*TASK TO COMPLETE*
Only one stretch of the data is wanted: the line containing "none is given.", the line containing "reading translations from", and every line between them, copied exactly.

(DATA FOR THIS TASK begins)

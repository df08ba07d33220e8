//! Task executor that drives the goniostat and detector.
//!
//! # Node Lifecycle
//!
//! | Kind            | pre_execute               | execute                                   |
//! |-----------------|---------------------------|-------------------------------------------|
//! | Group           | -                         | -                                         |
//! | Centring        | move to rotation          | apply recentring hint, read translation   |
//! | DataCollection  | move to sweep rotation    | per scan: position scan axis, arm, trigger |

use crate::config::RecentringConfig;
use crate::error::{WorkflowError, WorkflowResult};
use crate::geometry::AxisSettings;
use crate::hardware::registry::HardwareRepository;
use crate::queue::{TaskExecutor, TaskKind, TaskNode, TaskOutput};
use async_trait::async_trait;
use std::sync::Arc;
use tracing::{debug, info};

/// Detector id used when none is given.
pub const DEFAULT_DETECTOR: &str = "detector";

/// Runs centring and data-collection nodes on real or mock hardware.
#[derive(Debug, Clone)]
pub struct GoniostatExecutor {
    hardware: Arc<HardwareRepository>,
    translation_axes: Vec<String>,
    detector: String,
}

impl GoniostatExecutor {
    /// Executor driving `hardware`, reading translations from `translation_axes` in order.
    pub fn new(hardware: Arc<HardwareRepository>, translation_axes: Vec<String>) -> Self {
        Self {
            hardware,
            translation_axes,
            detector: DEFAULT_DETECTOR.to_string(),
        }
    }

    /// Executor using the translation axes of the recentring configuration.
    pub fn from_config(hardware: Arc<HardwareRepository>, config: &RecentringConfig) -> Self {
        Self::new(hardware, config.translation_axes.clone())
    }

    /// Use a detector other than [`DEFAULT_DETECTOR`].
    pub fn with_detector(mut self, detector: impl Into<String>) -> Self {
        self.detector = detector.into();
        self
    }

    /// Move every axis of `settings`, then wait for all of them to settle.
    async fn move_to(&self, settings: &AxisSettings) -> WorkflowResult<()> {
        let mut moved = Vec::with_capacity(settings.len());
        for (axis, value) in settings.iter() {
            let motor = self.hardware.motor(axis)?;
            motor.move_abs(value).await.map_err(hardware_error)?;
            moved.push(motor);
        }
        for motor in moved {
            motor.wait_settled().await.map_err(hardware_error)?;
        }
        Ok(())
    }

    /// Current sample translation.
    async fn read_translation(&self) -> WorkflowResult<AxisSettings> {
        let mut values = Vec::with_capacity(self.translation_axes.len());
        for axis in &self.translation_axes {
            let position = self
                .hardware
                .motor(axis)?
                .position()
                .await
                .map_err(hardware_error)?;
            values.push((axis.as_str(), position));
        }
        Ok(AxisSettings::new(values))
    }
}

#[async_trait]
impl TaskExecutor for GoniostatExecutor {
    async fn pre_execute(&self, node: &TaskNode) -> WorkflowResult<()> {
        match node.kind() {
            TaskKind::Group => Ok(()),
            TaskKind::Centring { rotation, .. } => {
                debug!(node = %node.display_name(), rotation = %rotation.axis_settings(), "Moving to centring rotation");
                self.move_to(rotation.axis_settings()).await
            }
            TaskKind::DataCollection { sweep, .. } => {
                debug!(node = %node.display_name(), rotation = %sweep.rotation.axis_settings(), "Moving to sweep rotation");
                self.move_to(sweep.rotation.axis_settings()).await
            }
        }
    }

    async fn execute(&self, node: &TaskNode) -> WorkflowResult<TaskOutput> {
        match node.kind() {
            TaskKind::Group => Ok(TaskOutput::None),
            TaskKind::Centring { hint, .. } => {
                if let Some(hint) = hint.as_ref().filter(|hint| !hint.is_empty()) {
                    info!(node = %node.display_name(), translation = %hint, "Applying recentring");
                    self.move_to(hint).await?;
                }
                let translation = self.read_translation().await?;
                info!(node = %node.display_name(), %translation, "Sample centred");
                Ok(TaskOutput::Centred(translation))
            }
            TaskKind::DataCollection { sweep, image_root } => {
                let scan_axis = self.hardware.motor(&sweep.scan_axis)?;
                let detector = self.hardware.detector(&self.detector)?;
                let mut images: u32 = 0;
                for scan in &sweep.scans {
                    let expected = scan
                        .image_count()
                        .map_err(|e| WorkflowError::task(node.display_name(), e.to_string()))?;
                    scan_axis
                        .move_abs(scan.start_deg)
                        .await
                        .map_err(hardware_error)?;
                    scan_axis.wait_settled().await.map_err(hardware_error)?;
                    detector
                        .arm(expected, scan.exposure_s)
                        .await
                        .map_err(hardware_error)?;
                    let acquired = detector.trigger().await.map_err(hardware_error)?;
                    images = images.checked_add(acquired).ok_or_else(|| {
                        WorkflowError::task(node.display_name(), "image count overflow")
                    })?;
                }
                info!(
                    node = %node.display_name(),
                    sweep = %sweep.base_name,
                    images,
                    image_root = %image_root,
                    "Sweep acquired"
                );
                Ok(TaskOutput::Collected { images })
            }
        }
    }
}

fn hardware_error(e: anyhow::Error) -> WorkflowError {
    WorkflowError::Hardware(format!("{e:#}"))
}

(DATA FOR THIS TASK ends)

*YOUR SOLUTION*
/// Detector id used when none is given.
pub const DEFAULT_DETECTOR: &str = "detector";

/// Runs centring and data-collection nodes on real or mock hardware.
#[derive(Debug, Clone)]
pub struct GoniostatExecutor {
    hardware: Arc<HardwareRepository>,
    translation_axes: Vec<String>,
    detector: String,
}

impl GoniostatExecutor {
    /// Executor driving `hardware`, reading translations from `translation_axes` in order.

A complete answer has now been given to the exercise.